In Quebec, 1969 was also pivotal, with the establishment of the Women's Liberation Front (French: Le Front de libération des femmes (FLF)). Their slogan was "Pas de libération des femmes sans libération du Québec! Pas de libération du Québec sans libération des femmes!" (No liberation of women without liberation of Quebec! No liberation of Quebec without women's liberation!) and they supported changes to gain socio-economic and political equality, but also pressed for Quebec's autonomy and a recognition of the unpaid labor of women working in the home and in family businesses. One of their first demonstrations was against the prohibition of public protests put forth by the administration of Montreal's mayor, Jean Drapeau. In 1970, Nicole Thérien and Louise Toupin set forth a manifesto proclaiming that in a society defined by exploiters and the exploited, woman and Québécois citizens were slaves of the exploited.[26] That same year the FLF founded a newspaper called Québécoise deboytte! (Quebec women standing up!) in protest to mainstream media's curtailment of women's voices.[27]

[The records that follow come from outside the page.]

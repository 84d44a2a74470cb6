use crate::BookingStatus;

use serde::{Deserialize, Serialize};

/// Partial booking used as a create/update request body and to read update
/// responses. Absent fields are omitted from the JSON.
#[derive(Debug, Clone, PartialEq, Default, Serialize, Deserialize)]
#[serde(default, rename_all = "camelCase")]
pub struct BookingPatch {
    #[serde(skip_serializing_if = "Option::is_none")]
    pub id: Option<String>,
    #[serde(skip_serializing_if = "Option::is_none")]
    pub trainer_id: Option<String>,
    #[serde(skip_serializing_if = "Option::is_none")]
    pub client_id: Option<String>,
    #[serde(skip_serializing_if = "Option::is_none")]
    pub date: Option<String>,
    #[serde(skip_serializing_if = "Option::is_none")]
    pub start_time: Option<String>,
    #[serde(skip_serializing_if = "Option::is_none")]
    pub end_time: Option<String>,
    #[serde(skip_serializing_if = "Option::is_none")]
    pub status: Option<BookingStatus>,
    #[serde(skip_serializing_if = "Option::is_none")]
    pub session_type: Option<String>,
    #[serde(skip_serializing_if = "Option::is_none")]
    pub price: Option<f64>,
    #[serde(skip_serializing_if = "Option::is_none")]
    pub location: Option<String>,
    #[serde(skip_serializing_if = "Option::is_none")]
    pub notes: Option<String>,
}

impl BookingPatch {
    pub fn is_empty(&self) -> bool {
        *self == Self::default()
    }
}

In November 1970 the first national conference of the WLM was held in Saskatoon. Marlene Dixon, a sociology professor teaching at McGill University debunked the idea of an autonomous women's movement, encouraging women to join extant movements fighting racism and classism.[28] The radical movement in Canada was shaped by these opposing views of whether women could gain equality within the existing socio-economic/political system or whether capitalism had to be overturned to create human equality.[29] In 1973, Rosemary Brown, the first Black Canadian woman elected to a provincial legislature in the country, spoke at the national congress of the Canadian Negro Women's Association. She embraced the ideas of the WLM and rejected the idea that black women were needed in the struggle for black men to achieve equality. Rather than being an anti-male position, she believed that black men were not weak and in need of women propping them up. She saw the movement as one which validated the human import of males and females.[30]

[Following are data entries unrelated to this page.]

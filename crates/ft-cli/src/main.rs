//! ft - FitTribe command-line client
//!
//! Every command prints JSON on stdout; errors go to stderr with a failure
//! exit code.
//!
//! # Examples
//!
//! ```bash
//! # Log in (the token is kept under ~/.fittribe/)
//! ft login --email ana@example.com --password secret
//!
//! # Book a session
//! ft booking create --trainer-id t1 --date 2024-01-01 --start-time 09:00 --end-time 10:00
//!
//! # Unread notifications
//! ft notification unread-count --pretty
//! ```

use ft_auth::FileTokenStore;
use ft_cli::{Cli, CliResult, logger};
use ft_config::Config;

use std::path::PathBuf;
use std::process::ExitCode;
use std::sync::Arc;

use clap::Parser;
use log::{debug, log_enabled};
use serde_json::Value;

#[tokio::main]
async fn main() -> ExitCode {
    let cli = Cli::parse();
    let pretty = cli.pretty;

    match execute(cli).await {
        Ok(value) => {
            let output = if pretty {
                serde_json::to_string_pretty(&value)
            } else {
                serde_json::to_string(&value)
            };

            match output {
                Ok(json) => {
                    println!("{}", json);
                    ExitCode::SUCCESS
                }
                Err(e) => {
                    eprintln!("Error serializing response: {}", e);
                    ExitCode::FAILURE
                }
            }
        }
        Err(e) => {
            debug!("Command failed: {e:?}");
            eprintln!("Error: {}", e);
            ExitCode::FAILURE
        }
    }
}

async fn execute(cli: Cli) -> CliResult<Value> {
    // Load and validate configuration
    let config = Config::load()?;
    config.validate()?;

    let log_file = config.logging.file.as_ref().map(|file| -> CliResult<PathBuf> {
        let path = PathBuf::from(file);
        if path.is_absolute() {
            Ok(path)
        } else {
            Ok(Config::config_dir()?.join(path))
        }
    });
    let log_file = log_file.transpose()?;

    logger::initialize(config.logging.level, log_file, config.logging.colored)?;

    if log_enabled!(log::Level::Debug) {
        config.log_summary();
    }

    let tokens = Arc::new(FileTokenStore::new(config.token_path()?));
    ft_cli::run(cli, config, tokens).await
}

In 1971, Lisa Balcer, called as a witness for the trial of Paul Rose in the kidnappings perpetrated by the Quebec Liberation Front the previous year, refused to testify because women were not allowed to serve as jurors. She was declared to be in contempt of court. Seven women from the courtroom who were members of the FLF stood and protested legal discrimination of women.[27] All seven were arrested and served from one to two months in jail, but their action brought attention to the problems of inequality.[31] A few months after their protest, women gained the right to serve as jurors in Quebec.[32]

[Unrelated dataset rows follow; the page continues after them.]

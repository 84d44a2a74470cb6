use crate::{
    ApiConfig, CONFIG_DIR_ENV, CONFIG_DIR_NAME, CONFIG_FILE_NAME, ConfigError, ConfigErrorResult,
    LoggingConfig, SessionConfig, StoresConfig,
};

use std::path::{Path, PathBuf};

use log::info;
use serde::Deserialize;

#[derive(Debug, Clone, Deserialize, Default)]
#[serde(default)]
pub struct Config {
    pub api: ApiConfig,
    pub session: SessionConfig,
    pub stores: StoresConfig,
    pub logging: LoggingConfig,
}

impl Config {
    /// Load config.
    ///
    /// Loading order:
    /// 1. Check for FT_CONFIG_DIR env var, else use ~/.fittribe/
    /// 2. Auto-create config directory if it doesn't exist
    /// 3. Load config.toml if it exists, else use defaults
    /// 4. Apply FT_* environment variable overrides
    ///
    /// Does NOT validate - call validate() after load().
    pub fn load() -> ConfigErrorResult<Self> {
        let config_dir = Self::config_dir()?;

        if !config_dir.exists() {
            std::fs::create_dir_all(&config_dir).map_err(|e| ConfigError::Io {
                path: config_dir.clone(),
                source: e,
            })?;
        }

        let config_path = config_dir.join(CONFIG_FILE_NAME);

        let mut config = if config_path.exists() {
            Self::load_toml(&config_path)?
        } else {
            Config::default()
        };

        config.apply_env_overrides();

        Ok(config)
    }

    fn load_toml(path: &Path) -> ConfigErrorResult<Self> {
        let contents = std::fs::read_to_string(path).map_err(|e| ConfigError::Io {
            path: path.to_path_buf(),
            source: e,
        })?;

        toml::from_str(&contents).map_err(|e| ConfigError::Toml {
            path: path.to_path_buf(),
            source: e,
        })
    }

    /// Get the config directory.
    /// Priority: FT_CONFIG_DIR env var > ~/.fittribe/
    pub fn config_dir() -> ConfigErrorResult<PathBuf> {
        if let Ok(dir) = std::env::var(CONFIG_DIR_ENV) {
            return Ok(PathBuf::from(dir));
        }

        dirs::home_dir()
            .map(|home| home.join(CONFIG_DIR_NAME))
            .ok_or(ConfigError::NoHomeDir)
    }

    /// Validate all configuration.
    /// Call after load() to catch all errors at startup.
    pub fn validate(&self) -> ConfigErrorResult<()> {
        self.api.validate()?;
        self.session.validate()?;
        Ok(())
    }

    /// Absolute path of the persisted credential token.
    pub fn token_path(&self) -> ConfigErrorResult<PathBuf> {
        Ok(Self::config_dir()?.join(&self.session.token_file))
    }

    /// Log configuration summary (never logs the token).
    pub fn log_summary(&self) {
        info!("Configuration loaded:");
        info!(
            "  api: {} (timeout {}s)",
            self.api.base_url, self.api.timeout_secs
        );
        info!("  session: token_file={}", self.session.token_file);
        info!("  stores: clear_on_logout={}", self.stores.clear_on_logout);
        info!(
            "  logging: {} (colored: {}, file: {})",
            *self.logging.level,
            self.logging.colored,
            self.logging.file.as_deref().unwrap_or("stdout")
        );
    }

    fn apply_env_overrides(&mut self) {
        // Api
        Self::apply_env_string("FT_API_BASE_URL", &mut self.api.base_url);
        Self::apply_env_parse("FT_API_TIMEOUT_SECS", &mut self.api.timeout_secs);

        // Session
        Self::apply_env_string("FT_SESSION_TOKEN_FILE", &mut self.session.token_file);

        // Stores
        Self::apply_env_bool(
            "FT_STORES_CLEAR_ON_LOGOUT",
            &mut self.stores.clear_on_logout,
        );

        // Logging
        Self::apply_env_parse("FT_LOG_LEVEL", &mut self.logging.level);
        Self::apply_env_bool("FT_LOG_COLORED", &mut self.logging.colored);
        Self::apply_env_option_string("FT_LOG_FILE", &mut self.logging.file);
    }

    /// Helper: Apply environment variable override for String values
    fn apply_env_string(var_name: &str, target: &mut String) {
        if let Ok(val) = std::env::var(var_name) {
            *target = val;
        }
    }

    /// Helper: Apply environment variable override for bool values (accepts "true"/"1")
    fn apply_env_bool(var_name: &str, target: &mut bool) {
        if let Ok(val) = std::env::var(var_name) {
            *target = val == "true" || val == "1";
        }
    }

    /// Helper: Apply environment variable override for parseable values
    fn apply_env_parse<T: std::str::FromStr>(var_name: &str, target: &mut T) {
        if let Ok(val) = std::env::var(var_name)
            && let Ok(parsed) = val.parse()
        {
            *target = parsed;
        }
    }

    /// Helper: Apply environment variable override for Option<String> values
    fn apply_env_option_string(var_name: &str, target: &mut Option<String>) {
        if let Ok(val) = std::env::var(var_name) {
            *target = Some(val);
        }
    }
}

By the late 1970s, the Marxist and liberationists' alliance fractured in part because of media characterization of radicals in the grass-roots movement as "crazy", but in part because the radical grass-roots groups had difficulty mobilizing women under abstract theories.[33] Bonnie Kreps, who wrote "Radical Feminism 1" which was published in 1973 in the anthology Radical Feminism: The Book portrayed Canadian feminists as falling into three categories: socialist feminists, who were opposed to capitalism; liberal feminists, who were concerned with equal rights and equal pay; and radical feminists who focused on "the oppression of women as women" or sexism.[33][34] Activists who had been involved in the WLM turned their efforts toward violence against women, when the liberal feminists gained the dominant position and public perception that legal change to the existing systems were the legitimate concerns of the women's movement.[33] In 2007, Marjolaine Péloquin, published a history of the movement in Quebec, En prison pour la cause des femmes: la conquête du banc des jurés (In prison for the cause of women: the conquest of the jury box), critically analyzing the short-lived but significant impact of the FLF.[32][35]

United States

Westbeth Playwrights Feminist Collective on roof of Westbeth in NYC 1971

Just as the Women's Suffrage movement grew out of the Abolition Movement, the Women's Liberation Movement grew out of the struggle for civil rights.[36][37] Though challenging patriarchy and the anti-patriarchal message of the Women's Liberation Movement was considered radical, it was not the only, nor the first, radical movement in the early period of second-wave feminism.[38] Rather than simply desiring legal equality, members believed that the moral and social climate in the United States needed to change. Though most groups operated independently—there was no national umbrella organization—there were unifying philosophies of women participating in the movement. Challenging patriarchy and the hierarchical organization of society which defined women as subordinate, participants in the movement believed that women should be free to define their own individual identity as part of human society.[36][37] One of the reasons that women who supported the movement chose not to create a single approach to addressing the problem of women being treated as second-class citizens was that they did not want to foster an idea that anyone was an expert or that any one group or idea could address all of the societal problems women faced.[39] They also wanted women, whose voices had been silenced to be able to express their own views on solutions.[40] Among the issues were the objectification of women, reproductive rights, opportunities for women in the workplace, redefining familial roles. A dilemma faced by movement members was how they could challenge the definition of femininity without compromising the principals of feminism.[36]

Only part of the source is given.